Military time has its positives, but Android has always had its flaws in the experience
As someone who was born and raised in the USA, I like to use 24 hour time. It’s a long story, but to some extent on hand, I find it a little annoying that many Android phones won’t show an AM or PM signal unless you dig a little – that kind of defeats the whole point of information a smartwatch can get Good, for example. Anyway, for the longest time, Android 24 Hours users have had to deal with a somewhat uncomfortable interface in determining the times of calendar events, appointments, and so on. But thanks to some work by Google’s Material Design researchers, that interface is set to change soon.
Until recently, when setting the time in 24-hour readouts, users would need to select the hour from a two-ring analog clock with hours from 1 to 12 on the outer ring and from 13 to 24 on the inner one. Once the users choose the hour, the interface moves to setting the minutes. However, those with larger fingers have known the frustration of touching the wrong watch because the targets, especially on the inner ring, were so close together—they would have to tap again on the hour field and then re-select the watch they actually wanted to place.
Android has provided this interface in one form or another for many years. We actually spotted an example from 2013 via the old Google OS blog that flipped the position of the clock rings.
The Material Design team attempted to address the accessibility issue of the two-ring 24-hour clock in 2020 by rolling out a single-ring clock interface that only displayed even-numbered hours between 2 and 24. This was part of a broader time redesign – Choice of User Interfaces While the rest of the group stuck around, 24-hour clock users demanded the return of the old two-circle clock wallpaper – apparently, they weren’t too happy with having to infer the position of individual clocks.

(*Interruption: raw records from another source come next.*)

// SPDX-License-Identifier: MIT OR Apache-2.0
//! Connect-on-demand layout worker.
//!
//! The transport session is only opened when a job actually routes to the
//! layout worker, so service-only runs never touch the proxy.

use async_trait::async_trait;
use press_core::{Artifact, Job};
use press_mcp::{McpClient, McpConfig, McpError, RetryPolicy};
use press_transport::{Session, TransportConfig};
use press_worker::{LayoutWorker, WorkContext, Worker, WorkerError};
use std::sync::Arc;
use tokio::sync::OnceCell;

/// Wraps [`LayoutWorker`] behind a lazily established session.
pub struct OnDemandLayoutWorker {
    transport: TransportConfig,
    retry: RetryPolicy,
    doc_id: String,
    ready_url: String,
    inner: OnceCell<LayoutWorker>,
}

impl OnDemandLayoutWorker {
    /// Prepare (but do not connect) a layout worker.
    pub fn new(settings: &press_config::Settings) -> Self {
        let transport = TransportConfig::for_proxy(&settings.proxy_base, &settings.application);
        let retry = RetryPolicy {
            max_attempts: settings.retry.max_retries + 1,
            base_delay_ms: settings.retry.base_delay_ms,
            max_delay_ms: settings.retry.max_delay_ms,
            budget_ms: settings.retry.overall_timeout_ms,
        };
        Self {
            transport,
            retry,
            doc_id: settings.doc_id.clone(),
            ready_url: format!("http://{}/ready", settings.proxy_base),
            inner: OnceCell::new(),
        }
    }

    async fn connect(&self) -> Result<LayoutWorker, WorkerError> {
        let session = Session::connect(self.transport.clone()).await.map_err(|e| {
            WorkerError::Transport(McpError::TransportUnavailable {
                reason: e.to_string(),
            })
        })?;
        let client = McpClient::new(
            Arc::new(session),
            McpConfig {
                retry: self.retry.clone(),
                ready_url: Some(self.ready_url.clone()),
                ..McpConfig::default()
            },
        );
        Ok(LayoutWorker::new(Arc::new(client), self.doc_id.clone()))
    }
}

#[async_trait]
impl Worker for OnDemandLayoutWorker {
    fn name(&self) -> &str {
        LayoutWorker::NAME
    }

    async fn execute(&self, job: &Job, ctx: &WorkContext) -> Result<Artifact, WorkerError> {
        let worker = self
            .inner
            .get_or_try_init(|| self.connect())
            .await?;
        worker.execute(job, ctx).await
    }
}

The researchers decided to delve into this issue with a comprehensive, limited study, and put 50 people through timekeeping tests using a variety of different watchface-based designs — out of 50 original drafts, four made it to the candidate stage — followed by surveys.
The conclusion the team reached was that no 24-hour clock face design was intuitive enough for users to set the time accurately and reliably. Considering the rarity of such a design in physical watches, this really shouldn’t be surprising.
So, the Material Design team moved to making the numeric input option the new default — introduced with the Material Design time picker update in 2020 and users can tap a keyboard button in the clock prompt box to access it if it’s not already default. The digital entry will live alongside the users current analog clock wallpaper on a 24 hour basis. Since the team collects data about user behavior, the company may decide to default time settings to the digital input.
It remains to be seen if there is a future without a 24-hour face on Android, but I, in my ambivalence, also wouldn’t stand by to watch analog watch faces disappear, so… there is that.
Updated: 2022/12/04 19:24 EST BY JULES WANG
An earlier version of this story indicated that the digital input option was introduced more recently when it was actually introduced during the 2020 Update. We apologize for the error.